On the morning of the 20th Treyhorn's pickets were captured by Geary's advance guard, prompting the Confederates to fall back towards Wheatland. As the Confederates began to fall back, Geary's main force reached Hillsborough, where he divided his force, sending Devin and the 6th New York east down the Charles Town Pike to Wheatland, where they then turned north up the Berlin Turnpike. Geary lead his force north up the Mountain Road, which ran parallel to the Berlin Pike, before turning east on the road to Morrisonville. At that village, on the Glenmore Farm, the two forks of the Union advance pinned the retreating Confederates.
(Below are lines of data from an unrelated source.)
//! Global error handling for codelist
//!
//! Fatal errors abort the run through [`CodeListError`]. Per-file read
//! failures are [`ReadError`]s and are rendered inline in the report instead.

use std::io;
use std::path::PathBuf;
use std::string::FromUtf8Error;
use thiserror::Error;

/// Global error type for codelist operations
#[derive(Error, Debug)]
pub enum CodeListError {
    /// File system errors
    #[error("IO error: {0}")]
    Io(#[from] io::Error),

    /// Directory listing errors during the walk
    #[error("Walk error: {0}")]
    Walk(#[from] walkdir::Error),

    /// Configuration errors
    #[error("Configuration error: {0}")]
    Config(String),

    /// Target path is missing or not a directory
    #[error("Invalid path: {0}")]
    InvalidPath(String),

    /// Unexpected error
    #[error("Unexpected error: {0}")]
    Unexpected(String),
}

/// Specialized Result type for codelist operations
pub type Result<T> = std::result::Result<T, CodeListError>;

/// Failure to read a single source file
#[derive(Error, Debug)]
pub enum ReadError {
    #[error("{source}: '{}'", path.display())]
    Io { path: PathBuf, source: io::Error },

    #[error("stream did not contain valid UTF-8: {0}")]
    Decode(#[from] FromUtf8Error),
}

/// Creates a CodeListError with a formatted message
#[macro_export]
macro_rules! error {
    ($error_type:ident, $($arg:tt)*) => {
        $crate::error::CodeListError::$error_type(format!($($arg)*))
    };
}

/// Returns an error result with a formatted message
#[macro_export]
macro_rules! bail {
    ($error_type:ident, $($arg:tt)*) => {
        return Err($crate::error!($error_type, $($arg)*))
    };
}

/// Ensures a condition is true, otherwise returns an error
#[macro_export]
macro_rules! ensure {
    ($cond:expr, $error_type:ident, $($arg:tt)*) => {
        if !($cond) {
            $crate::bail!($error_type, $($arg)*)
        }
    };
}

/// Extension trait for adding context to errors
pub trait ResultExt<T, E> {
    /// Add additional context to an error
    fn with_context<C, F>(self, f: F) -> Result<T>
    where
        F: FnOnce() -> C,
        C: std::fmt::Display;
}

impl<T, E: std::error::Error + 'static> ResultExt<T, E> for std::result::Result<T, E> {
    fn with_context<C, F>(self, f: F) -> Result<T>
    where
        F: FnOnce() -> C,
        C: std::fmt::Display,
    {
        self.map_err(|e| {
            let context = f();
            CodeListError::Unexpected(format!("{}: {}", context, e))
        })
    }
}
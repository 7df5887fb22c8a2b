/*!
 * Configuration handling for codelist
 */

use std::path::{Path, PathBuf};

use clap::Parser;

use crate::ensure;
use crate::error::Result;
use crate::extensions::ExtensionSet;

/// Output file used when none is given
pub const DEFAULT_OUTPUT_FILE: &str = "code_files.txt";

/// Command-line arguments for codelist
#[derive(Parser, Debug, Clone)]
#[clap(
    name = "codelist",
    version = env!("CARGO_PKG_VERSION"),
    about = "Write a plain-text report of a directory tree with the contents of its source files",
    long_about = "Walks a directory tree and writes every folder, its recognized source files with their full content, and its subfolders to a single text report. Prompts for the folder when none is given."
)]
pub struct Args {
    /// Directory to report on (prompted for on stdin when omitted)
    pub directory_path: Option<String>,

    /// Output report file name
    #[clap(default_value = DEFAULT_OUTPUT_FILE)]
    pub output_file: String,

    /// Comma-separated list of glob patterns for entry names to skip
    #[clap(long, value_delimiter = ',')]
    pub ignore_patterns: Vec<String>,

    /// Sort each directory listing by name instead of filesystem order
    #[clap(long)]
    pub sorted: bool,

    /// Print a statistics table after the report is written
    #[clap(long)]
    pub stats: bool,
}

/// Application configuration
#[derive(Clone, Debug)]
pub struct Config {
    /// Root directory of the walk
    pub target_dir: PathBuf,

    /// Report file path
    pub output_file: PathBuf,

    /// Suffixes of files whose content is inlined
    pub extensions: ExtensionSet,

    /// Patterns to ignore
    pub ignore_patterns: Vec<String>,

    /// Sort directory listings by file name
    pub sorted: bool,

    /// Print statistics after the run
    pub show_stats: bool,
}

impl Config {
    /// Configuration with the default extension set and no filtering
    pub fn new(target_dir: impl AsRef<Path>, output_file: impl AsRef<Path>) -> Self {
        Self {
            target_dir: target_dir.as_ref().to_path_buf(),
            output_file: output_file.as_ref().to_path_buf(),
            extensions: ExtensionSet::default(),
            ignore_patterns: Vec::new(),
            sorted: false,
            show_stats: false,
        }
    }

    pub fn with_extensions(mut self, extensions: ExtensionSet) -> Self {
        self.extensions = extensions;
        self
    }

    pub fn with_ignore_patterns(mut self, patterns: Vec<String>) -> Self {
        self.ignore_patterns = patterns;
        self
    }

    pub fn with_sorted(mut self, sorted: bool) -> Self {
        self.sorted = sorted;
        self
    }

    pub fn with_stats(mut self, show_stats: bool) -> Self {
        self.show_stats = show_stats;
        self
    }

    /// Create configuration from command-line arguments and the resolved
    /// target directory
    ///
    /// The directory is passed separately because it may come from the
    /// interactive prompt rather than `args`.
    pub fn from_args(args: Args, target_dir: impl AsRef<Path>) -> Self {
        Self::new(target_dir, args.output_file)
            .with_ignore_patterns(args.ignore_patterns)
            .with_sorted(args.sorted)
            .with_stats(args.stats)
    }

    /// Whether the target is an existing directory
    pub fn has_valid_target(&self) -> bool {
        self.target_dir.is_dir()
    }

    /// Validate the configuration
    pub fn validate(&self) -> Result<()> {
        ensure!(
            self.has_valid_target(),
            InvalidPath,
            "Target directory not found: {}",
            self.target_dir.display()
        );

        // Check if output file directory exists
        if let Some(parent) = self.output_file.parent() {
            ensure!(
                parent.as_os_str().is_empty() || parent.is_dir(),
                Config,
                "Output directory not found: {}",
                parent.display()
            );
        }

        Ok(())
    }
}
As Devin mounted a charge and Geary hit the flank of the 35th, Treyhorn deployed sharpshooters on top of nearby haystacks, who momentarily kept the infantry at bay, but before long the 35th was forced into a full retreat that quickly devolved into a rout that was only ended when the horsed of the 6th New York became too fatigued to continue the chase.

==Results==

When the skirmish was over, the 35th had lost 1 dead, 2 wounded and 21 captured. Treyhorn was forced to resign and leave the company. The action represented the first major loss for the White's Battalion. Nevertheless, the company, which had become significantly large to become a battalion, was formally organized on the 28th by Col. Bradly T. Johnson of Gen. Stuart's command and given the official designation – the 35th Battalion of Virginia Cavalry.